Английский язык отлично приспособлен для художественного перевода нашей поэзии и прозы. Но чуть только дело дойдет до детской поэзии, здесь под пером у неумелых дилетантов он сразу становится слаб и убог.
II
Стихотворения для детей гораздо труднее переводить, чем стихотворения для взрослых. Раньше всего это объясняется тем, что, учитывая чуткость малолетнего уха к фонетике каждого слова, детские писатели оснащают свои стихи максимальным количеством свежих, звонких, динамических рифм. Причем слова, которые служат рифмами в детских стихах, – это главные носители смысла. На них лежит наибольшая тяжесть семантики. Так, концовка моего «Телефона» утратила бы и ту долю своей экспрессивности, какая имеется в ней, если бы не опиралась на такие спаянные между собой три созвучия:
Ох, нелегкая это работа –Из болота тащить бегемота.
Без этих трех созвучий (и без этого ритма, выражающего изнеможение от тяжких усилий) стихи не существуют совсем. Но английский переводчик «Телефона» нимало не смущается этим: он отнимает у моих стихов и рифму и ритм (то есть решительно все, что давало им дыхание жизни) и предлагает читателям такие колченогие строки:
By golly it’s really a jobTo pull Hippo out of the bog![219]
Нужно быть глухонемым, чтобы думать, будто в таком переводе есть хоть какое-нибудь подобие подлинника!
Конечно, для зарубежных детей эти глухонемые стихи не имеют никакой притягательности.
Вместо того чтобы пропагандировать произведение советского автора, подобные переводы могут лишь отвратить от него. «Мойдодыр» переведен на английский язык гораздо пристойнее, но и здесь есть такие же глухонемые стихи. Четверостишие, в котором пять созвучий, изложено белым стихом:
Every morning, bright and earlyAll the little mice go washingAnd the kittens and the ducklingsAnd the ants and spiders, too.[220]
Неужели английский язык, язык Эдварда Лира, Льюиса Кэрролла, Т.С. Элиота и Алена Милна, так нищенски беден, что в нем не найдется созвучий даже для таких незатейливых, простецких стишков:
Рано утром на рассветеУмываются котята,И утята, и мышата,И жучки, и паучки…
III
И еще одна тяжелая болезнь, от которой неизлечимо страдают многие переводчики детских стихов: болтливость, недержание речи. Там, где в подлиннике – одинокое, скромное слово, они нагромождают десятки развязных и разнузданных слов, совершенно заслоняющих подлинник. От этого жестокого метода больше всего пострадала сказка моя «Крокодил». Сказка эта в подлиннике начинается так:
Жил да былКрокодил.Он по улицам ходил.Папиросы курил,По-турецки говорил.

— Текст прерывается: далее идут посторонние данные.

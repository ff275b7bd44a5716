//! Sieve of Eratosthenes recording each composite's smallest prime factor.

use std::collections::BTreeMap;
use std::sync::{Arc, OnceLock};

use super::{Factorization, Sieve, SieveGrid};
use crate::error::SequenceError;

/// Smallest-factor grid: slot `n` holds the smallest prime dividing `n` when
/// `n` is composite, and `0` when `n` is prime (or 0 or 1).
#[derive(Clone)]
pub struct FactorGrid {
    factors: Vec<u32>,
}

/// Sieve backed by a [`FactorGrid`]; adds [`factorize`](Sieve::factorize).
pub type EratosthenesSieve = Sieve<FactorGrid>;

impl FactorGrid {
    /// Smallest prime factor of `n`, which is `n` itself when `n` is prime.
    ///
    /// Only meaningful for `2 <= n < len()`.
    #[inline]
    fn smallest_factor(&self, n: usize) -> usize {
        match self.factors[n] {
            0 => n,
            f => f as usize,
        }
    }
}

impl SieveGrid for FactorGrid {
    const NAME: &'static str = "eratosthenes";

    fn build(size: usize) -> Self {
        let mut factors = vec![0u32; size];

        let mut x = 2usize;
        while x * x < size {
            if factors[x] == 0 {
                for multiple in (x * x..size).step_by(x) {
                    if factors[multiple] == 0 {
                        factors[multiple] = x as u32;
                    }
                }
            }
            x += 1;
        }

        Self { factors }
    }

    #[inline]
    fn len(&self) -> usize {
        self.factors.len()
    }

    #[inline]
    fn is_prime(&self, n: usize) -> bool {
        n >= 2 && self.factors[n] == 0
    }

    fn approx_bytes(&self) -> usize {
        self.factors.capacity() * std::mem::size_of::<u32>()
    }
}

impl Sieve<FactorGrid> {
    /// Process-wide Eratosthenes sieve, built on first use.
    pub fn shared() -> Arc<Self> {
        static SHARED: OnceLock<Arc<EratosthenesSieve>> = OnceLock::new();
        SHARED.get_or_init(|| Arc::new(Self::new())).clone()
    }

    /// Prime factorization of `n`, growing the grid to cover it.
    ///
    /// `factorize(1)` is the empty factorization.
    ///
    /// # Errors
    ///
    /// Returns [`SequenceError::InvalidArgument`] for `n == 0`.
    ///
    /// # Example
    ///
    /// ```
    /// use seqkit::sieve::EratosthenesSieve;
    ///
    /// let sieve = EratosthenesSieve::shared();
    /// let f = sieve.factorize(360).unwrap();
    /// assert_eq!(f.to_string(), "2^3, 3^2, 5");
    /// assert_eq!(f.totient(), 96);
    /// ```
    pub fn factorize(&self, n: usize) -> Result<Factorization, SequenceError> {
        if n == 0 {
            return Err(SequenceError::invalid("cannot factorize 0"));
        }

        self.ensure(n);
        let grid = self.grid.read();

        let mut factors = BTreeMap::new();
        let mut rest = n;
        while rest > 1 {
            let p = grid.smallest_factor(rest);
            *factors.entry(p).or_insert(0u32) += 1;
            rest /= p;
        }

        Ok(Factorization::from_factors(n, factors))
    }
}

impl std::fmt::Debug for FactorGrid {
    fn fmt(&self, f: &mut std::fmt::Formatter<'_>) -> std::fmt::Result {
        f.debug_struct("FactorGrid")
            .field("len", &self.factors.len())
            .finish()
    }
}

#[cfg(test)]
mod tests {
    use super::*;
    use crate::sieve::PrimeSieve;

    #[test]
    fn zero_and_one_are_not_prime() {
        let grid = FactorGrid::build(10);
        assert!(!grid.is_prime(0));
        assert!(!grid.is_prime(1));
        assert!(grid.is_prime(2));
        assert!(grid.is_prime(7));
        assert!(!grid.is_prime(9));
    }

    #[test]
    fn records_smallest_factor() {
        let grid = FactorGrid::build(100);
        assert_eq!(grid.smallest_factor(91), 7);
        assert_eq!(grid.smallest_factor(45), 3);
        assert_eq!(grid.smallest_factor(64), 2);
        assert_eq!(grid.smallest_factor(97), 97);
    }

    #[test]
    fn factorize_small_values() {
        let sieve = EratosthenesSieve::builder()
            .initial_size(32)
            .prime_cache_len(4)
            .build();

        assert!(matches!(
            sieve.factorize(0),
            Err(SequenceError::InvalidArgument(_))
        ));
        assert!(sieve.factorize(1).unwrap().is_empty());
        assert_eq!(sieve.factorize(12).unwrap().to_string(), "2^2, 3");
        assert_eq!(sieve.factorize(97).unwrap().to_string(), "97");
    }

    #[test]
    fn factorize_grows_grid() {
        let sieve = EratosthenesSieve::builder()
            .initial_size(32)
            .prime_cache_len(4)
            .build();
        let f = sieve.factorize(1_000_003 * 2).unwrap();
        assert_eq!(f.to_string(), "2, 1000003");
        assert!(sieve.capacity() > 2_000_006);
    }
}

А в английском переводе эти немногие строки загромождены целым ворохом слов-паразитов:
Однажды важный (надменный) крокодил покинул свое жилище на Ниле,Чтобы с шиком (in style) пройтись по буль-ва-ру.Он мог курить, он умел с отличным акцентом (!) говорить по-турецки.(Что он проделывал раз в неделю) –Это очень важный, зеленый, усеянный бородавками, удалой Крокодил.
Маленьких детей, как известно, нисколько не интересуют эпитеты, им нужны не качества, но действия. Речь, обращенная к ним, должна быть динамична и стремительна. Я изменил бы себе самому, если бы вздумал отягощать свой рассказ никчемной околесицей о том, что крокодил был
во-первых, зеленый,
во-вторых, бородавчатый,
в-третьих – спесивый и важный,
в-четвертых – лихой, удалой.
К такому же отягощению текста паразитарными словами и фразами приводит указание переводчика на то обстоятельство, что не каждый час и не каждый день крокодил говорил по-турецки, но всего только раз в неделю (?!), и что у него был превосходный прононс (the perfect streak), и что он не просто гулял, но фланировал с шиком (in style), и что на Ниле у него, осталась жилплощадь.